"Thème libre", a dit Lilou pour le second jeudi en poésie du défi n°92 desCROQUEURS DE MOTS
Gourmandise, la cuillerée de lait, ... m'en voudra-t-elle Lilou, si je réédite ce poème de Victor Hugo (déjà réédité pour son défi n°87 pour le "feu").
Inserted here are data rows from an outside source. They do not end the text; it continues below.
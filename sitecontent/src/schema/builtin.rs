//! The site's own collections: blog posts and dining entries.
//!
//! Schemas are declared here as data, and typed views of their records are
//! provided for templates that prefer structs over field lookups.

use super::types::{CollectionDefinition, CollectionSchema, SchemaField};
use crate::assets::{ImageRef, ImageResolver};
use crate::error::Result;
use crate::loader::GlobLoader;
use chrono::{DateTime, Utc};
use serde::{Deserialize, Serialize};
use std::fmt;
use std::sync::Arc;
use url::Url;

pub const BLOG: &str = "blog";
pub const DINING: &str = "dining";

pub const PRICE_RANGES: [&str; 4] = ["$", "$$", "$$$", "$$$$"];

/// Markdown and MDX posts. Needs an image resolver for `heroImage`.
pub fn blog_schema(images: Arc<dyn ImageResolver>) -> Result<CollectionSchema> {
    Ok(CollectionSchema::new(vec![
        SchemaField::string("title"),
        SchemaField::string("description"),
        SchemaField::date("pubDate"),
        SchemaField::date("updatedDate").optional(),
        SchemaField::image("heroImage").optional(),
    ])?
    .with_images(images))
}

/// Restaurant records, one JSON file each.
pub fn dining_schema() -> Result<CollectionSchema> {
    CollectionSchema::new(vec![
        SchemaField::string("name"),
        SchemaField::string("category"),
        SchemaField::string("description"),
        SchemaField::string("image"),
        SchemaField::url("website"),
        SchemaField::string("phone").optional(),
        SchemaField::string("address").optional(),
        SchemaField::boolean("petFriendly").default_value(false),
        SchemaField::enumeration("priceRange", PRICE_RANGES).optional(),
    ])
}

pub fn blog_collection(images: Arc<dyn ImageResolver>) -> Result<CollectionDefinition> {
    Ok(CollectionDefinition::new(
        BLOG,
        GlobLoader::new("src/content/blog", "**/*.{md,mdx}"),
        blog_schema(images)?,
    ))
}

pub fn dining_collection() -> Result<CollectionDefinition> {
    Ok(CollectionDefinition::new(
        DINING,
        GlobLoader::new("src/content/dining", "*.json"),
        dining_schema()?,
    ))
}

/// Every collection the site declares.
pub fn site_collections(images: Arc<dyn ImageResolver>) -> Result<Vec<CollectionDefinition>> {
    Ok(vec![blog_collection(images)?, dining_collection()?])
}

#[derive(Debug, Clone, PartialEq, Serialize, Deserialize)]
#[serde(rename_all = "camelCase")]
pub struct BlogPost {
    pub title: String,
    pub description: String,
    pub pub_date: DateTime<Utc>,
    #[serde(default)]
    pub updated_date: Option<DateTime<Utc>>,
    #[serde(default)]
    pub hero_image: Option<ImageRef>,
}

#[derive(Debug, Clone, Copy, PartialEq, Eq, PartialOrd, Ord, Hash, Serialize, Deserialize)]
pub enum PriceRange {
    #[serde(rename = "$")]
    Budget,
    #[serde(rename = "$$")]
    Moderate,
    #[serde(rename = "$$$")]
    Expensive,
    #[serde(rename = "$$$$")]
    Luxury,
}

impl PriceRange {
    pub fn as_str(&self) -> &'static str {
        match self {
            PriceRange::Budget => "$",
            PriceRange::Moderate => "$$",
            PriceRange::Expensive => "$$$",
            PriceRange::Luxury => "$$$$",
        }
    }
}

impl fmt::Display for PriceRange {
    fn fmt(&self, f: &mut fmt::Formatter<'_>) -> fmt::Result {
        f.write_str(self.as_str())
    }
}

#[derive(Debug, Clone, PartialEq, Serialize, Deserialize)]
#[serde(rename_all = "camelCase")]
pub struct DiningEntry {
    pub name: String,
    pub category: String,
    pub description: String,
    pub image: String,
    pub website: Url,
    #[serde(default)]
    pub phone: Option<String>,
    #[serde(default)]
    pub address: Option<String>,
    #[serde(default)]
    pub pet_friendly: bool,
    #[serde(default)]
    pub price_range: Option<PriceRange>,
}
use sitecontent::schema::builtin::{BlogPost, DiningEntry, PriceRange};
use sitecontent::schema::load_collections;
use sitecontent::ContentStore;
use std::path::PathBuf;

fn demo_root() -> PathBuf {
    PathBuf::from(env!("CARGO_MANIFEST_DIR")).join("../demos/site")
}

#[test]
fn test_demo_site_loads() {
    let root = demo_root();
    let collections = load_collections(&root, None).unwrap();
    let store = ContentStore::load(&root, &collections).unwrap();

    let posts: Vec<BlogPost> = store.entries("blog").unwrap();
    assert_eq!(posts.len(), 2);
    assert_eq!(posts[0].title, "First post");
    assert!(posts[0].hero_image.as_ref().unwrap().is_local());
    assert!(posts[1].updated_date.is_some());

    let dining: Vec<DiningEntry> = store.entries("dining").unwrap();
    assert_eq!(dining.len(), 2);
    assert!(dining[0].pet_friendly);
    assert!(!dining[1].pet_friendly);
    assert_eq!(dining[1].price_range, Some(PriceRange::Expensive));
}

#[test]
fn test_demo_site_checks_clean() {
    let root = demo_root();
    let collections = load_collections(&root, None).unwrap();
    let report = ContentStore::check(&root, &collections);
    assert!(report.is_ok(), "{:?}", report);
    assert_eq!(report.issue_count(), 0);
}
use crate::assets::ImageRef;
use crate::error::Result;
use chrono::{DateTime, Utc};
use serde::de::DeserializeOwned;
use serde::Serialize;
use std::collections::BTreeMap;
use std::path::PathBuf;
use url::Url;

/// Untyped key/value data read from one source file, before validation.
#[derive(Debug, Clone, PartialEq)]
pub struct RawRecord {
    /// Source identifier, the file path relative to the site root.
    pub source: String,
    /// Location of the file, used to resolve relative image references.
    pub path: PathBuf,
    /// Entry id within its collection.
    pub id: String,
    pub fields: serde_json::Map<String, serde_json::Value>,
    /// Markdown body following the front matter.
    pub body: Option<String>,
}

impl RawRecord {
    /// A record with no body whose id and path are its source identifier.
    pub fn new(source: impl Into<String>, fields: serde_json::Map<String, serde_json::Value>) -> Self {
        let source = source.into();
        RawRecord {
            path: PathBuf::from(&source),
            id: source.clone(),
            source,
            fields,
            body: None,
        }
    }

    /// Build from a JSON value; anything but an object yields no fields.
    pub fn from_value(source: impl Into<String>, value: serde_json::Value) -> Self {
        let fields = match value {
            serde_json::Value::Object(map) => map,
            _ => serde_json::Map::new(),
        };
        Self::new(source, fields)
    }
}

/// A field value after coercion.
#[derive(Debug, Clone, PartialEq, Serialize)]
#[serde(untagged)]
pub enum TypedValue {
    String(String),
    Boolean(bool),
    Date(DateTime<Utc>),
    Url(Url),
    Image(ImageRef),
}

impl TypedValue {
    pub fn as_str(&self) -> Option<&str> {
        match self {
            TypedValue::String(s) => Some(s),
            _ => None,
        }
    }

    pub fn as_bool(&self) -> Option<bool> {
        match self {
            TypedValue::Boolean(b) => Some(*b),
            _ => None,
        }
    }

    pub fn as_date(&self) -> Option<&DateTime<Utc>> {
        match self {
            TypedValue::Date(d) => Some(d),
            _ => None,
        }
    }

    pub fn as_url(&self) -> Option<&Url> {
        match self {
            TypedValue::Url(u) => Some(u),
            _ => None,
        }
    }

    pub fn as_image(&self) -> Option<&ImageRef> {
        match self {
            TypedValue::Image(i) => Some(i),
            _ => None,
        }
    }
}

/// A record that passed its collection schema. Read-only once built.
#[derive(Debug, Clone, PartialEq, Serialize)]
pub struct ValidatedRecord {
    id: String,
    source: String,
    data: BTreeMap<String, TypedValue>,
    #[serde(skip_serializing_if = "Option::is_none")]
    body: Option<String>,
}

impl ValidatedRecord {
    pub(crate) fn new(
        id: String,
        source: String,
        data: BTreeMap<String, TypedValue>,
        body: Option<String>,
    ) -> Self {
        ValidatedRecord {
            id,
            source,
            data,
            body,
        }
    }

    pub fn id(&self) -> &str {
        &self.id
    }

    pub fn source(&self) -> &str {
        &self.source
    }

    pub fn data(&self) -> &BTreeMap<String, TypedValue> {
        &self.data
    }

    pub fn body(&self) -> Option<&str> {
        self.body.as_deref()
    }

    pub fn get(&self, field: &str) -> Option<&TypedValue> {
        self.data.get(field)
    }

    pub fn contains(&self, field: &str) -> bool {
        self.data.contains_key(field)
    }

    pub fn get_str(&self, field: &str) -> Option<&str> {
        self.get(field).and_then(TypedValue::as_str)
    }

    pub fn get_bool(&self, field: &str) -> Option<bool> {
        self.get(field).and_then(TypedValue::as_bool)
    }

    pub fn get_date(&self, field: &str) -> Option<&DateTime<Utc>> {
        self.get(field).and_then(TypedValue::as_date)
    }

    pub fn get_url(&self, field: &str) -> Option<&Url> {
        self.get(field).and_then(TypedValue::as_url)
    }

    pub fn get_image(&self, field: &str) -> Option<&ImageRef> {
        self.get(field).and_then(TypedValue::as_image)
    }

    /// Deserialize the validated fields into a caller-defined struct.
    pub fn deserialize<T: DeserializeOwned>(&self) -> Result<T> {
        let value = serde_json::to_value(&self.data)?;
        Ok(serde_json::from_value(value)?)
    }
}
Il me semble qu'il est bien dans la continuité de ce que j'ai mis en ligne et qui plus est, de saison.
... Je lui pris la main : "Entrez, brave homme."
Et je lui fis donner une jatte de lait.
Une jatte de lait, c'est moins pingre qu'une cuillerée ... De quoi satisfaire la faim et la gourmandise
Le mendiant
Un pauvre homme passait dans le givre et le vent.
Je cognai sur ma vitre ; il s'arrêta devant
Ma porte, que j'ouvris d'une façon civile.
Les ânes revenaient du marché de la ville,
Portant les paysans accroupis sur leur bâts.
C'était le vieux qui vit dans une niche au bas
De la montée, et rêve, attendant, solitaire,
Un rayon de ciel triste, un liard de la terre,
Tendant les mains pour l'homme et les joignant pour Dieu.
Je lui criai : " Venez vous réchauffer un peu.
Comment vous nommez-vous ?" Il me dit : "Je me nomme
Le pauvre." Je lui pris la main : "Entrez, brave homme."
Et je lui fis donner une jatte de lait.
Le vieillard grelottait de froid ; il me parlait,
Et je lui répondais, pensif et sans l'entendre.
"Vos habits sont mouillés, dis-je, il faut les étendre
Devant la cheminée." Il s'approcha du feu.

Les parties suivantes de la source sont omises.